24 Kasım 2024
  • İstanbul3°C
  • Ankara0°C

CİNAYET

Emin Varol

24 Şubat 2023 Cuma 11:15

 

6 Şubat Kahramanmaraş depreminde hükümet ve AKP iktidarı enkazın altında kaldı. İş bilmezlik ve beceriksizlik birçok yurttaşımızın canına mal oldu. Bilim adamlarının yapmış olduğu uyarılar, yetkililer tarafından, hiç dikkate alınmadı. Olası bir depremin oluşturacağı zararların etkisini azalmak için hiçbir önlem alınmadı. AFAD yerel yönetimlerle nasıl bir işbirliği yapacağını, çadır kentleri nerelere kuracağını, arama kurtarma çalışmalarına en kısa zamanda nasıl başlanacağını, sahra hastanelerinin nerelere kurulacağını, beslenme için mobil mutfakların en kısa zamanda nasıl devreye alınacağını, tuvalet sorununun nasıl çözüleceğini, bunlara benzer daha bir çok önlemin hiçbirini planlamadı. Enkazlarda arama kurtarma çalışmasına derhal başlaması gereken AFAD ekipleri aradan hayati öneme sahip 48 saat geçtikten sonra arama kurtarma çalışmasına başlayabildi. Bütün bu aksaklıkların nedeni AFAD yöneticilerinin liyakatsiz, basiretsiz ve beceriksiz olmalarıdır. AFAD'a yönetici atanırken değerlendirme liyakatine göre değil sadakatine göre yapılmaktadır. AFAD yöneticilerinin büyük bir kısmının ilahiyatçı olması bir tesadüf değildir. Dinci iktidar kendilerinden olan ilahiyatçılara devletin kapısını ardına kadar açmıştır. Halbuki İslamiyet'te işi ehline vermek gerekir. Çünkü Kuran'da "İşi ehline veriniz" ayeti vardır. İşinin ehli olmayan AFAD yöneticilerinin beceriksizliği ve iş bilmezliği sonucunda arama kurtarma çalışmalarına çok geç başlanmış buda bir çok depremzedenin hayatına mal olmuştur. Bunun adı cinayettir. Bu deprem felaketinde devlet adeta milletin katili olmuştur.

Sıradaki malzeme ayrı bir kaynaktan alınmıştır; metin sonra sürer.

//! Transition engine: computes the next generation of a grid.
//!
//! The input grid is only read; the next state of every cell is computed
//! from current-generation values and written into a fresh buffer.

use rand::RngCore;
use rayon::prelude::*;

use super::{Grid, Parameters, Rule, SimError};

/// Deterministic rules switch to the parallel path at this many cells
pub const PARALLEL_THRESHOLD: usize = 64 * 1024;

/// Compute the next grid under `rule`.
///
/// Cells are visited in row-major order and every probabilistic decision
/// consumes exactly one draw from `rng`, so a deterministic random source
/// makes the result fully reproducible.
pub fn step<R: Rule + ?Sized>(
    grid: &Grid<R::Cell>,
    rule: &R,
    params: &Parameters,
    rng: &mut dyn RngCore,
) -> Result<Grid<R::Cell>, SimError> {
    let (rows, cols) = grid.dimensions();
    if !rule.is_stochastic() && rows * cols >= PARALLEL_THRESHOLD {
        return step_parallel(grid, rule, params);
    }

    let mut cells = Grid::<R::Cell>::reserve(rows, cols)?;
    for (row, col, current) in grid.iter_cells() {
        let neighbors = grid.count_neighbors(row, col, |cell| rule.is_counted(cell));
        cells.push(rule.evolve(current, neighbors, params, rng));
    }
    Ok(Grid::from_cells(rows, cols, cells))
}

/// Parallel evolution using rayon, one task per row.
/// Only valid for rules that never draw, which makes it bit-identical to
/// the serial path.
fn step_parallel<R: Rule + ?Sized>(
    grid: &Grid<R::Cell>,
    rule: &R,
    params: &Parameters,
) -> Result<Grid<R::Cell>, SimError> {
    let (rows, cols) = grid.dimensions();
    let mut cells = Grid::<R::Cell>::reserve(rows, cols)?;
    cells.extend_from_slice(grid.cells());

    cells
        .par_chunks_mut(cols)
        .enumerate()
        .for_each(|(row, out)| {
            let mut rng = rand::rng();
            for (col, slot) in out.iter_mut().enumerate() {
                let neighbors = grid.count_neighbors(row, col, |cell| rule.is_counted(cell));
                *slot = rule.evolve(*slot, neighbors, params, &mut rng);
            }
        });

    Ok(Grid::from_cells(rows, cols, cells))
}

/// Build a randomized root grid with `rule`'s seeding pass, row-major
pub fn seed<R: Rule + ?Sized>(
    rows: usize,
    cols: usize,
    rule: &R,
    params: &Parameters,
    rng: &mut dyn RngCore,
) -> Result<Grid<R::Cell>, SimError> {
    Grid::create(rows, cols, |_, _| rule.seed(params, rng))
}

Felaket halinde devletin millete sahip çıktığını kanıtlayan iki kurum vardı. Biri milletin gözbebeği ordu diğeri de Kızılay'dı. Bu felakette her iki kurumda yeteri kadar çabuk sahada görünmedi. Askerin ve Kızılay'ın sahada olması felaketzedeler için, en azından, bir moral kaynağıdır. Buda iktidarın liyakatsizliğinin, basiretsizliğinin ve beceriksizliğinin bir kanıtıdır.

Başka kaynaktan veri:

pub mod clock;
pub mod config;
mod controller;

pub use clock::TickClock;
pub use config::{Cli, ConfigError, RuleKind, SimulationConfig};
pub use controller::{Command, Controller, Event, Flow, Frame, Playback, Renderer};
//! Generation history with lazy forward computation.
//!
//! The timeline owns an arena of generations laid out root-first. The
//! predecessor of the generation at position `i` is at `i - 1` and its
//! successor, when already computed, at `i + 1`. Editing a parameter
//! truncates the arena after the cursor, dropping every generation that
//! was computed under the old values.

use std::sync::atomic::{AtomicU64, Ordering};

use rand::RngCore;

use super::{Grid, ParameterName, Parameters, Rule, SimError, engine};

/// Process-wide source of generation ids. Ids are never reused, which
/// makes stale references to discarded generations easy to spot.
static NEXT_ID: AtomicU64 = AtomicU64::new(0);

fn next_id() -> u64 {
    NEXT_ID.fetch_add(1, Ordering::Relaxed)
}

/// One computed snapshot of the grid
#[derive(Debug)]
pub struct Generation<C> {
    id: u64,
    index: u64,
    grid: Grid<C>,
    /// Values in effect when this generation was computed
    parameters: Parameters,
    /// Values the next computed successor will use
    live: Parameters,
}

impl<C> Generation<C> {
    fn new(index: u64, grid: Grid<C>, parameters: Parameters) -> Self {
        Self {
            id: next_id(),
            index,
            grid,
            parameters,
            live: parameters,
        }
    }

    /// Unique, process-wide identifier
    pub const fn id(&self) -> u64 {
        self.id
    }

    /// 0 for the root, parent index + 1 otherwise
    pub const fn index(&self) -> u64 {
        self.index
    }

    pub const fn grid(&self) -> &Grid<C> {
        &self.grid
    }

    /// Parameters this generation was produced with
    pub const fn parameters(&self) -> &Parameters {
        &self.parameters
    }

    /// Parameters that will produce this generation's successor
    pub const fn live_parameters(&self) -> &Parameters {
        &self.live
    }
}

/// Timeline is a cursor into a chain of generations.
pub struct Timeline<R: Rule, G> {
    rule: R,
    rng: G,
    generations: Vec<Generation<R::Cell>>,
    cursor: usize,
    computed: u64,
}

impl<R: Rule, G: RngCore> Timeline<R, G> {
    /// Create a timeline whose root is a randomized `rows` x `cols` grid
    pub fn create(
        rows: usize,
        cols: usize,
        rule: R,
        initial_parameters: Parameters,
        mut rng: G,
    ) -> Result<Self, SimError> {
        let grid = engine::seed(rows, cols, &rule, &initial_parameters, &mut rng)?;
        Ok(Self::from_root(grid, rule, initial_parameters, rng))
    }

    /// Create a timeline rooted at an existing grid
    pub fn from_root(grid: Grid<R::Cell>, rule: R, initial_parameters: Parameters, rng: G) -> Self {
        let (rows, cols) = grid.dimensions();
        log::info!(
            "New {} timeline {}x{} (f: {}, p: {})",
            rule.name(),
            rows,
            cols,
            initial_parameters.ignition,
            initial_parameters.growth
        );
        Self {
            rule,
            rng,
            generations: vec![Generation::new(0, grid, initial_parameters)],
            cursor: 0,
            computed: 0,
        }
    }

    /// Move to the successor, computing it if it does not exist yet
    pub fn step_forward(&mut self) -> Result<&Generation<R::Cell>, SimError> {
        if self.has_next() {
            self.cursor += 1;
            return Ok(&self.generations[self.cursor]);
        }

        let current = &self.generations[self.cursor];
        let params = current.live;
        let grid = engine::step(&current.grid, &self.rule, &params, &mut self.rng)?;
        let next = Generation::new(current.index + 1, grid, params);
        log::debug!(
            "Computed generation {} (id {}, {} active cells)",
            next.index,
            next.id,
            next.grid.census(|cell| self.rule.is_counted(cell))
        );

        self.computed += 1;
        self.generations.push(next);
        self.cursor += 1;
        Ok(&self.generations[self.cursor])
    }

    /// Move to the predecessor. Saturates at the root.
    pub fn step_backward(&mut self) -> &Generation<R::Cell> {
        if self.has_prev() {
            self.cursor -= 1;
        }
        &self.generations[self.cursor]
    }

    /// Update a live parameter at the cursor and discard every successor
    /// computed under the old value. The current generation is kept as is.
    pub fn set_parameter(&mut self, name: ParameterName, value: f64) {
        self.generations[self.cursor].live.set(name, value);

        let keep = self.cursor + 1;
        if self.generations.len() > keep {
            let discarded = self.generations.len() - keep;
            self.generations.truncate(keep);
            log::info!(
                "Set {} = {} at generation {}, discarded {} cached generation(s)",
                name,
                value,
                self.current_index(),
                discarded
            );
        } else {
            log::debug!("Set {} = {} at generation {}", name, value, self.current_index());
        }
    }

    pub fn current(&self) -> &Generation<R::Cell> {
        &self.generations[self.cursor]
    }

    pub fn current_grid(&self) -> &Grid<R::Cell> {
        &self.current().grid
    }

    pub fn current_index(&self) -> u64 {
        self.current().index
    }

    /// Live parameters at the cursor
    pub fn current_parameters(&self) -> &Parameters {
        &self.current().live
    }

    pub fn has_next(&self) -> bool {
        self.cursor + 1 < self.generations.len()
    }

    pub fn has_prev(&self) -> bool {
        self.cursor > 0
    }

    /// Number of generations held, cached successors included
    pub fn len(&self) -> usize {
        self.generations.len()
    }

    /// Always false: a timeline holds at least its root
    pub fn is_empty(&self) -> bool {
        self.generations.is_empty()
    }

    /// How many generations the transition engine has produced so far
    pub fn computed(&self) -> u64 {
        self.computed
    }

    pub fn rule(&self) -> &R {
        &self.rule
    }

    pub fn dimensions(&self) -> (usize, usize) {
        self.current_grid().dimensions()
    }
}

Zor zamanlarda millet yanında askeri ve Kızılay'ı görmek ister. Kızılay'ı yanında göremeyenler  ister istemez Kızılay nerede der. Bu çok masum bir sorudur. Velev ki bu soru Kızılay geciktiği için eleştiri olarak ta sorulmuş olsa yinede yadırganmaması gerekir.

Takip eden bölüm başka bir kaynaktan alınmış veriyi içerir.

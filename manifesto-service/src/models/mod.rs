//! Domain models for the manifesto service.

pub mod manifesto;

pub use manifesto::{manifesto_filename, ManifestoFields, ManifestoRequest, ManifestoResponse};
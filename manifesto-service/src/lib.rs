pub mod config;
pub mod error;
pub mod handlers;
pub mod middleware;
pub mod models;
pub mod services;
pub mod startup;
//! service-core: Shared infrastructure for the manifesto service.
pub mod config;
pub mod error;
pub mod middleware;
pub mod observability;

pub use axum;
pub use serde;
pub use serde_json;
pub use tokio;
pub use tower_http;
pub use tracing;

Bu soruyu dile getirenler için AKP'li Cumhurbaşkanı deprem bölgesinde yapmış olduğu konuşmada hakaretler yağdırdı. Kendi yurttaşlarına "be namussuzlar, be ahlaksızlar, be adiler" diye küfür etmek bir cumhurbaşkanına yakışır mı? Din tacirliği yaparak oy toplamağa çalışır. Dini "işi ehline veriniz " dediği halde bu kuralı kale almaz. İşi ehline değil de kendisine sadakat gösterene verir. Kendi liyakatsizliğinin, kendi beceriksizliğinin faturasını "bu kader planında vardır" diyerek Allah'a kesmeğe kalkar. Buna benzer daha birçok kusuru olan bir cumhurbaşkanı. Ülkenin geleceği için, önümüzdeki seçimlerde bu cumhurbaşkanını değiştirmek bir zorunluluktur.